Neville en particular lució aliviado cuando cambiaron de tema. Harry y Hermione le contaron a Hagrid sobre su vida en el mundo muggle, y Neville contó unas historias sobre su familia.
Fue cuando Hagrid intentó convencer a Harry de comer una segunda rebanada de pastel por tercera vez que Harry notó el periódico en la mesa y lo examinó.
ASALTO RECIENTE EN GRINGOTTS
Continúan las investigaciones del asalto que tuvo lugar en Gringotts el 31 de julio. Se cree que se debe al trabajo de magos y brujas oscuros y desconocidos.
Los duendes de Gringotts insisten en que no se han llevado nada. La cámara en cuestión había sido vaciada ese mismo día.
"Pero no vamos a decirles qué había allí, así que mantengan las narices fuera de esto, si saben lo que les conviene", declaró esta tarde un duende portavoz de Gringotts.
–¿Estás siguiendo la historia de lo que pasó en Gringotts? –Dijo Harry.
–Oh, eso, sí. –Hagrid sonaba algo resguardado–. Debo de mantener un ojo en las cosas cuando hay un mago oscuro involucrado.

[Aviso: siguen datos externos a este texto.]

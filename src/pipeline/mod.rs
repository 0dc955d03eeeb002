// src/pipeline/mod.rs

//! Crawl and summarization pipeline stages.

mod crawl;
mod report;
mod summarize;

pub use crawl::run_crawl;
pub use report::print_report;
pub use summarize::run_summaries;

–¿El profesor Dumbledore ha dicho algo al respecto? –Preguntó Hermione–. Nos dijo que iba a indagar sobre el tema.
Harry le entregó el periódico a Neville.
–¿Dumbledore? Ah, no. No, dice que todo está tranquilo.

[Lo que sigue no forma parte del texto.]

// src/services/summarizer.rs

//! LLM summarization backends.
//!
//! One `Summarizer` fronts three API shapes: OpenAI-compatible chat
//! completions (also used for Qwen-style gateways), DeepSeek's variant of
//! the same, and Ollama's local `/api/chat`. The backend string is matched
//! per call, so a bad `MODEL_TYPE` surfaces as a per-page error rather than
//! aborting the run.

use serde::{Deserialize, Serialize};

use crate::config::ModelConfig;
use crate::error::{AppError, Result};
use crate::utils::http::create_summary_client;

/// Summary generation can take minutes on local models.
const SUMMARY_TIMEOUT_SECS: u64 = 120;

/// Short probe prompt used by the connectivity check.
const PROBE_PROMPT: &str = "Who are you? Answer in one short sentence.";

/// Generates page summaries through a configured LLM backend.
pub struct Summarizer {
    client: reqwest::Client,
    config: ModelConfig,
}

impl Summarizer {
    pub fn new(config: ModelConfig) -> Result<Self> {
        Ok(Self {
            client: create_summary_client(SUMMARY_TIMEOUT_SECS)?,
            config,
        })
    }

    /// Model identifier recorded alongside generated summaries.
    pub fn model_name(&self) -> &str {
        &self.config.model_name
    }

    /// Generate a summary for one page.
    ///
    /// Content beyond the configured input limit is truncated before the
    /// prompt is built.
    pub async fn generate(&self, title: &str, content: &str, url: &str) -> Result<String> {
        let content = truncate_chars(content, self.config.max_input_chars);
        let prompt = build_prompt(title, &content, url);
        self.complete(&prompt).await
    }

    /// Fire a tiny request at the configured backend to verify it responds.
    pub async fn test_connection(&self) -> bool {
        match self.complete(PROBE_PROMPT).await {
            Ok(reply) if !reply.trim().is_empty() => {
                log::info!(
                    "model connection ok: {} ({})",
                    self.config.model_name,
                    self.config.backend
                );
                true
            }
            Ok(_) => {
                log::error!("model connection check returned an empty reply");
                false
            }
            Err(e) => {
                log::error!("model connection check failed: {e}");
                false
            }
        }
    }

    async fn complete(&self, prompt: &str) -> Result<String> {
        match self.config.backend.as_str() {
            "openai" | "qwen" => self.call_openai(prompt).await,
            "deepseek" => self.call_deepseek(prompt).await,
            "ollama" => self.call_ollama(prompt).await,
            other => Err(AppError::summary(format!("unsupported backend: {other}"))),
        }
    }

    fn messages(&self, prompt: &str) -> Vec<ChatMessage> {
        let mut messages = Vec::with_capacity(2);
        if let Some(system) = &self.config.system_prompt {
            messages.push(ChatMessage {
                role: "system".to_string(),
                content: system.clone(),
            });
        }
        messages.push(ChatMessage {
            role: "user".to_string(),
            content: prompt.to_string(),
        });
        messages
    }

    async fn call_openai(&self, prompt: &str) -> Result<String> {
        let request = ChatCompletionRequest {
            model: self.config.model_name.clone(),
            messages: self.messages(prompt),
            temperature: self.config.temperature,
            max_tokens: self.config.max_tokens,
            top_p: self.config.top_p,
            stream: false,
        };

        let url = format!(
            "{}/chat/completions",
            self.config.api_base.trim_end_matches('/')
        );
        let response = self.send_chat(&url, &request).await?;
        extract_chat_content(response)
    }

    async fn call_deepseek(&self, prompt: &str) -> Result<String> {
        let request = DeepSeekRequest {
            model: self.config.model_name.clone(),
            messages: self.messages(prompt),
            temperature: self.config.temperature,
            max_tokens: self.config.max_tokens,
            top_p: self.config.top_p,
            top_k: self.config.top_k,
            frequency_penalty: self.config.frequency_penalty,
            n: 1,
            response_format: ResponseFormat {
                format_type: "text".to_string(),
            },
            stream: false,
        };

        let url = format!(
            "{}/chat/completions",
            self.config.api_base.trim_end_matches('/')
        );
        let response = self.send_chat(&url, &request).await?;
        extract_chat_content(response)
    }

    async fn call_ollama(&self, prompt: &str) -> Result<String> {
        let request = OllamaChatRequest {
            model: self.config.model_name.clone(),
            messages: self.messages(prompt),
            stream: false,
            options: OllamaOptions {
                temperature: self.config.temperature,
                top_p: self.config.top_p,
                top_k: self.config.top_k,
                num_predict: self.config.max_tokens,
            },
        };

        let url = format!("{}/api/chat", self.config.api_base.trim_end_matches('/'));
        let response = self
            .client
            .post(&url)
            .json(&request)
            .send()
            .await
            .map_err(|e| AppError::summary(format!("request failed: {e}")))?;

        let response = check_status(response).await?;
        let body: OllamaChatResponse = response
            .json()
            .await
            .map_err(|e| AppError::summary(format!("malformed response: {e}")))?;

        body.message
            .map(|m| m.content)
            .or(body.response)
            .map(|s| s.trim().to_string())
            .ok_or_else(|| AppError::summary("malformed response: no message content"))
    }

    async fn send_chat<T: Serialize>(
        &self,
        url: &str,
        request: &T,
    ) -> Result<ChatCompletionResponse> {
        let mut builder = self.client.post(url).json(request);
        if !self.config.api_key.is_empty() {
            builder = builder.bearer_auth(&self.config.api_key);
        }

        let response = builder
            .send()
            .await
            .map_err(|e| AppError::summary(format!("request failed: {e}")))?;

        let response = check_status(response).await?;
        response
            .json()
            .await
            .map_err(|e| AppError::summary(format!("malformed response: {e}")))
    }
}

/// Turn a non-success response into a summary error carrying the status
/// and a body snippet.
async fn check_status(response: reqwest::Response) -> Result<reqwest::Response> {
    let status = response.status();
    if status.is_success() {
        return Ok(response);
    }
    let body = response.text().await.unwrap_or_default();
    let snippet: String = body.chars().take(200).collect();
    Err(AppError::summary(format!("API error ({status}): {snippet}")))
}

fn extract_chat_content(response: ChatCompletionResponse) -> Result<String> {
    response
        .choices
        .into_iter()
        .next()
        .and_then(|choice| choice.message.map(|m| m.content).or(choice.text))
        .map(|s| s.trim().to_string())
        .ok_or_else(|| AppError::summary("malformed response: no choices"))
}

/// Build the summarization prompt for one page.
fn build_prompt(title: &str, content: &str, url: &str) -> String {
    format!(
        "Summarize the following web page in 3 to 5 sentences.\n\
         Requirements:\n\
         1. State the main topic first.\n\
         2. Keep key facts, names, and numbers.\n\
         3. Write in the same language as the page content.\n\
         4. Do not add opinions or information not present in the page.\n\
         5. Output plain text only, no headings or lists.\n\n\
         Title: {title}\n\
         URL: {url}\n\
         Content:\n{content}"
    )
}

/// Truncate to at most `max` characters, marking the cut with an ellipsis.
fn truncate_chars(content: &str, max: usize) -> String {
    if content.chars().count() <= max {
        return content.to_string();
    }
    let truncated: String = content.chars().take(max).collect();
    format!("{truncated}...")
}

#[derive(Debug, Serialize)]
struct ChatCompletionRequest {
    model: String,
    messages: Vec<ChatMessage>,
    temperature: f32,
    max_tokens: u32,
    top_p: f32,
    stream: bool,
}

#[derive(Debug, Serialize)]
struct DeepSeekRequest {
    model: String,
    messages: Vec<ChatMessage>,
    temperature: f32,
    max_tokens: u32,
    top_p: f32,
    top_k: u32,
    frequency_penalty: f32,
    n: u32,
    response_format: ResponseFormat,
    stream: bool,
}

#[derive(Debug, Serialize)]
struct ResponseFormat {
    #[serde(rename = "type")]
    format_type: String,
}

#[derive(Debug, Serialize, Deserialize)]
struct ChatMessage {
    role: String,
    content: String,
}

#[derive(Debug, Deserialize)]
struct ChatCompletionResponse {
    #[serde(default)]
    choices: Vec<ChatChoice>,
}

#[derive(Debug, Deserialize)]
struct ChatChoice {
    #[serde(default)]
    message: Option<ChatMessage>,
    #[serde(default)]
    text: Option<String>,
}

#[derive(Debug, Serialize)]
struct OllamaChatRequest {
    model: String,
    messages: Vec<ChatMessage>,
    stream: bool,
    options: OllamaOptions,
}

#[derive(Debug, Serialize)]
struct OllamaOptions {
    temperature: f32,
    top_p: f32,
    top_k: u32,
    num_predict: u32,
}

#[derive(Debug, Deserialize)]
struct OllamaChatResponse {
    #[serde(default)]
    message: Option<ChatMessage>,
    #[serde(default)]
    response: Option<String>,
}

#[cfg(test)]
mod tests {
    use super::*;
    use serde_json::json;
    use wiremock::matchers::{body_partial_json, header, method, path};
    use wiremock::{Mock, MockServer, ResponseTemplate};

    fn config(backend: &str, api_base: &str) -> ModelConfig {
        ModelConfig {
            backend: backend.to_string(),
            api_base: api_base.to_string(),
            api_key: "test-key".to_string(),
            model_name: "test-model".to_string(),
            ..ModelConfig::default()
        }
    }

    #[test]
    fn prompt_carries_title_url_and_content() {
        let prompt = build_prompt("My Title", "some body", "https://example.com");
        assert!(prompt.contains("My Title"));
        assert!(prompt.contains("https://example.com"));
        assert!(prompt.contains("some body"));
    }

    #[test]
    fn truncation_respects_char_boundaries() {
        let text = "中文字符边界测试内容";
        let out = truncate_chars(text, 4);
        assert_eq!(out, "中文字符...");
    }

    #[test]
    fn truncation_leaves_short_content_alone() {
        assert_eq!(truncate_chars("short", 100), "short");
    }

    #[tokio::test]
    async fn unsupported_backend_is_an_error() {
        let summarizer = Summarizer::new(config("granite", "http://localhost")).unwrap();
        let err = summarizer
            .generate("t", "c", "https://example.com")
            .await
            .unwrap_err();
        assert!(err.to_string().contains("unsupported backend"));
    }

    #[tokio::test]
    async fn openai_backend_parses_chat_response() {
        let server = MockServer::start().await;
        Mock::given(method("POST"))
            .and(path("/chat/completions"))
            .and(header("authorization", "Bearer test-key"))
            .and(body_partial_json(json!({ "model": "test-model" })))
            .respond_with(ResponseTemplate::new(200).set_body_json(json!({
                "choices": [
                    { "message": { "role": "assistant", "content": " a summary " } }
                ]
            })))
            .mount(&server)
            .await;

        let summarizer = Summarizer::new(config("openai", &server.uri())).unwrap();
        let summary = summarizer
            .generate("t", "c", "https://example.com")
            .await
            .unwrap();
        assert_eq!(summary, "a summary");
    }

    #[tokio::test]
    async fn ollama_backend_parses_chat_response() {
        let server = MockServer::start().await;
        Mock::given(method("POST"))
            .and(path("/api/chat"))
            .respond_with(ResponseTemplate::new(200).set_body_json(json!({
                "message": { "role": "assistant", "content": "local summary" }
            })))
            .mount(&server)
            .await;

        let summarizer = Summarizer::new(config("ollama", &server.uri())).unwrap();
        let summary = summarizer
            .generate("t", "c", "https://example.com")
            .await
            .unwrap();
        assert_eq!(summary, "local summary");
    }

    #[tokio::test]
    async fn api_error_carries_status() {
        let server = MockServer::start().await;
        Mock::given(method("POST"))
            .and(path("/chat/completions"))
            .respond_with(ResponseTemplate::new(401).set_body_string("bad key"))
            .mount(&server)
            .await;

        let summarizer = Summarizer::new(config("openai", &server.uri())).unwrap();
        let err = summarizer
            .generate("t", "c", "https://example.com")
            .await
            .unwrap_err();
        assert!(err.to_string().contains("401"));
    }

    #[tokio::test]
    async fn connection_probe_reports_failure() {
        let summarizer =
            Summarizer::new(config("openai", "http://127.0.0.1:1")).unwrap();
        assert!(!summarizer.test_connection().await);
    }
}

–Hagrid, creo que te vi en el Caldero Chorreante ese día –dijo Neville–. Ese fue el día después de mi cumpleaños. ¿Qué no dijiste que ibas a Gringotts para un asunto de Hogwarts?
–¿Ah? Bueno, sí, quizás –dijo Hagrid algo nervioso.
–¿En verdad? –Preguntó Harry–. ¿Viste algo sospechoso?
–No, no. No vi nada –dijo Hagrid rápidamente–. Y no tienen que preocuparse por eso aquí. No hay lugar más seguro que Hogwarts. Ningún mago oscuro podrá entrar aquí mientras Dumbledore esté alrededor.
–Sí, claro –dijo Harry con una sonrisa nerviosa.
Pero a pesar de eso, Hermione y Harry comenzaron a hacer la conexión entre dos cosas que Dumbledore les había dicho… dos cosas que en ese momento no habían parecido estar relacionadas.
Hogwarts era la "fortaleza mágica más antigua y segura en el Reino Unido".
Y el objeto en la bóveda había sido "transferido a un lugar más seguro".